Extracted entries START

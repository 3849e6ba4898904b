mod audio;
mod channel;
mod config;
mod frame;
mod rig;
mod session;
mod tuning;
mod waterfall;

use crate::audio::{AudioOutput, AudioPlayer};
use crate::channel::{ChannelError, Command, CommandSender, CommandSink, FrameReader, StreamKind};
use crate::config::RadioConfig;
use crate::rig::RigClient;
use crate::session::{Driver, Orchestrator, StatusFormat, StatusPresenter, TuningIntent};
use crate::tuning::{Mode, TuningMath, TuningState};
use anyhow::{Context, Result};
use clap::{Args, Parser, Subcommand};
use std::io::BufRead;
use std::path::PathBuf;
use std::time::{Duration, Instant};
use tokio::sync::{mpsc, watch};
use tokio::task::JoinHandle;
use tracing::{debug, error, info, warn};
use tracing_subscriber::EnvFilter;

/// Longest wait for one rigctld exchange
const RIG_TIMEOUT: Duration = Duration::from_millis(500);

#[derive(Parser)]
#[command(name = "kiwirx")]
#[command(about = "Headless waterfall and audio client for KiwiSDR-style receivers")]
#[command(version = "0.1.0")]
struct Cli {
    #[command(subcommand)]
    command: Commands,
}

#[derive(Subcommand)]
enum Commands {
    /// Connect to a receiver and stream waterfall and audio
    Listen(ListenArgs),

    /// List available audio output devices
    Devices(DevicesArgs),
}

#[derive(Args)]
struct ListenArgs {
    /// Receiver host
    #[arg(long, default_value = "192.168.1.82")]
    host: String,

    /// Receiver port
    #[arg(long, default_value = "8073")]
    port: u16,

    /// Receiver password
    #[arg(long, default_value = "")]
    password: String,

    /// Initial center frequency in kHz
    #[arg(long, default_value = "14060")]
    freq: f64,

    /// Initial waterfall zoom level
    #[arg(long, default_value = "10")]
    zoom: u8,

    /// Waterfall only, do not open the audio channel
    #[arg(long)]
    no_audio: bool,

    /// rigctld host to keep a transceiver in step
    #[arg(long)]
    rig_host: Option<String>,

    /// rigctld port
    #[arg(long, default_value = "4532")]
    rig_port: u16,

    /// Initial volume in percent
    #[arg(long, default_value = "100", value_parser = clap::value_parser!(u8).range(0..=150))]
    volume: u8,

    /// Configuration file (TOML)
    #[arg(long)]
    config: Option<PathBuf>,

    /// Status output format
    #[arg(long, value_enum, default_value = "text")]
    format: StatusFormat,
}

#[derive(Args)]
struct DevicesArgs {
    /// Configuration file (TOML), used for the sink rate check
    #[arg(long)]
    config: Option<PathBuf>,
}

fn init_tracing() {
    let filter = EnvFilter::try_from_default_env().unwrap_or_else(|_| EnvFilter::new("info"));
    tracing_subscriber::fmt()
        .with_env_filter(filter)
        .with_writer(std::io::stderr)
        .init();
}

/// Forward stdin line commands as intents
///
/// Runs on a plain thread: a blocked read must not hold up runtime shutdown.
fn spawn_stdin_reader(intents: mpsc::UnboundedSender<TuningIntent>) {
    std::thread::spawn(move || {
        for line in std::io::stdin().lock().lines() {
            let line = match line {
                Ok(line) => line,
                Err(e) => {
                    warn!("Failed to read stdin: {}", e);
                    break;
                }
            };
            if line.trim().is_empty() {
                continue;
            }
            match line.parse::<TuningIntent>() {
                Ok(intent) => {
                    if intents.send(intent).is_err() {
                        break;
                    }
                }
                Err(e) => warn!("{}", e),
            }
        }
        debug!("stdin closed");
    });
}

/// Move audio frames from the socket to the playback queue
async fn pump_audio(
    mut frames: FrameReader,
    queue: mpsc::Sender<Vec<u8>>,
) -> Result<(), ChannelError> {
    debug!(kind = %frames.kind(), "Audio pump started");
    loop {
        let Some(frame) = frames.receive_frame().await? else {
            continue;
        };
        match queue.try_send(frame) {
            Ok(()) => {}
            Err(mpsc::error::TrySendError::Full(_)) => {
                debug!("Playback queue full, dropping audio frame");
            }
            Err(mpsc::error::TrySendError::Closed(_)) => return Ok(()),
        }
    }
}

/// Wait until the queue holds a full jitter buffer, or give up after `limit`
async fn prime_audio(
    queue: &mpsc::Receiver<Vec<u8>>,
    depth: usize,
    limit: Duration,
    commands: &CommandSender,
) {
    commands.send_command(&Command::Keepalive);
    let started = Instant::now();
    while queue.len() < depth && started.elapsed() < limit {
        tokio::time::sleep(Duration::from_millis(10)).await;
    }
    info!(queued = queue.len(), "Audio primed");
}

/// Resolves only if the audio stream fails
async fn watch_audio(pump: Option<JoinHandle<Result<(), ChannelError>>>) -> Result<()> {
    match pump {
        Some(handle) => match handle.await {
            Ok(Ok(())) => std::future::pending().await,
            Ok(Err(e)) => Err(e.into()),
            Err(e) => Err(e).context("Audio pump task failed"),
        },
        None => std::future::pending().await,
    }
}

async fn listen(args: ListenArgs) -> Result<()> {
    let config = RadioConfig::load(args.config.as_deref()).context("Failed to load configuration")?;
    let math = TuningMath::from_config(&config);

    let mut rig = match &args.rig_host {
        Some(host) => {
            let client = RigClient::connect(host, args.rig_port, RIG_TIMEOUT)
                .await
                .with_context(|| format!("Failed to connect to rigctld at {}:{}", host, args.rig_port))?;
            info!(rig = %client.addr(), "Rig control active");
            Some(client)
        }
        None => None,
    };
    let mode = match rig.as_mut() {
        Some(rig) => rig.get_mode().await.context("Failed to read rig mode")?.0,
        None => Mode::Usb,
    };
    let initial = TuningState::new(args.freq, math.clamp_zoom(args.zoom as i32), mode);

    info!(host = %args.host, port = args.port, "Connecting to receiver");
    let (wf_commands, wf_frames) = channel::connect(&args.host, args.port, StreamKind::Waterfall)
        .await
        .context("Failed to open waterfall channel")?
        .into_parts();
    let audio = if args.no_audio {
        None
    } else {
        Some(
            channel::connect(&args.host, args.port, StreamKind::Audio)
                .await
                .context("Failed to open audio channel")?
                .into_parts(),
        )
    };
    let (audio_commands, audio_frames) = audio.unzip();

    let mut orchestrator = Orchestrator::new(
        &config,
        wf_commands,
        audio_commands.clone(),
        initial,
        args.volume,
    );
    if rig.is_some() {
        orchestrator = orchestrator.with_rig();
    }
    orchestrator.start(&args.password);
    let snapshot = orchestrator.subscribe();

    let (intent_tx, intent_rx) = mpsc::unbounded_channel();
    spawn_stdin_reader(intent_tx);

    let mut driver = Driver::new(&config, orchestrator, wf_frames, intent_rx);
    if let Some(rig) = rig {
        driver = driver.with_rig(rig);
    }

    let mut pump = None;
    let mut _playback = None;
    if let (Some(frames), Some(commands)) = (audio_frames, audio_commands) {
        let output = AudioOutput::new(config.sink_rate).context("Failed to open audio output")?;
        if output.sample_rate() != config.sink_rate {
            warn!(
                requested = config.sink_rate,
                actual = output.sample_rate(),
                "Output device does not support the configured rate"
            );
        }

        let (queue_tx, queue_rx) = mpsc::channel(config.jitter_depth.max(1) * 4);
        pump = Some(tokio::spawn(pump_audio(frames, queue_tx)));
        prime_audio(
            &queue_rx,
            config.jitter_depth,
            config.frame_timeout() * 2,
            &commands,
        )
        .await;

        let (rssi_tx, rssi_rx) = watch::channel(-127.0);
        let player = AudioPlayer::new(&config, output.sample_rate(), queue_rx, snapshot, rssi_tx);
        let underruns = player.underruns();
        _playback = Some(output.start(player).context("Failed to start audio playback")?);
        driver = driver.with_audio(rssi_rx, underruns);
    }

    let mut presenter = StatusPresenter::new(args.format, std::io::stdout(), config.display_fps);
    tokio::select! {
        result = driver.run(&mut presenter) => result,
        result = watch_audio(pump) => result,
        _ = tokio::signal::ctrl_c() => {
            info!("Interrupted");
            Ok(())
        }
    }
}

fn list_devices(args: DevicesArgs) -> Result<()> {
    let config = RadioConfig::load(args.config.as_deref()).context("Failed to load configuration")?;
    let devices = AudioOutput::list_devices().context("Failed to enumerate audio devices")?;
    if devices.is_empty() {
        println!("No audio output devices found");
        return Ok(());
    }

    let rate_header = format!("{} Hz", config.sink_rate);
    println!(
        "{:<32} {:<8} {:<9} {:<16} {:<9} Formats",
        "Name", "Default", "Channels", "Rates (Hz)", rate_header
    );
    println!("{}", "-".repeat(90));

    for device in devices {
        let rates = device
            .rate_span()
            .map(|(low, high)| format!("{}-{}", low, high))
            .unwrap_or_else(|| "-".to_string());
        let formats = device
            .formats
            .iter()
            .map(|f| f.to_string())
            .collect::<Vec<_>>()
            .join(" ");
        println!(
            "{:<32} {:<8} {:<9} {:<16} {:<9} {}",
            device.name,
            if device.is_default { "*" } else { "" },
            device.max_channels,
            rates,
            if device.supports_rate(config.sink_rate) { "yes" } else { "no" },
            formats
        );
    }

    Ok(())
}

#[tokio::main]
async fn main() {
    init_tracing();
    let cli = Cli::parse();

    let result = match cli.command {
        Commands::Listen(args) => listen(args).await,
        Commands::Devices(args) => list_devices(args),
    };

    if let Err(e) = result {
        error!("{:#}", e);
        std::process::exit(1);
    }
}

Extracted entries END

● **Task statement**: Copy the lines from the entries above in which the word "debug" appears.

● **Output of the exercise**:
use tracing::{debug, error, info, warn};
        debug!("stdin closed");
    debug!(kind = %frames.kind(), "Audio pump started");
                debug!("Playback queue full, dropping audio frame");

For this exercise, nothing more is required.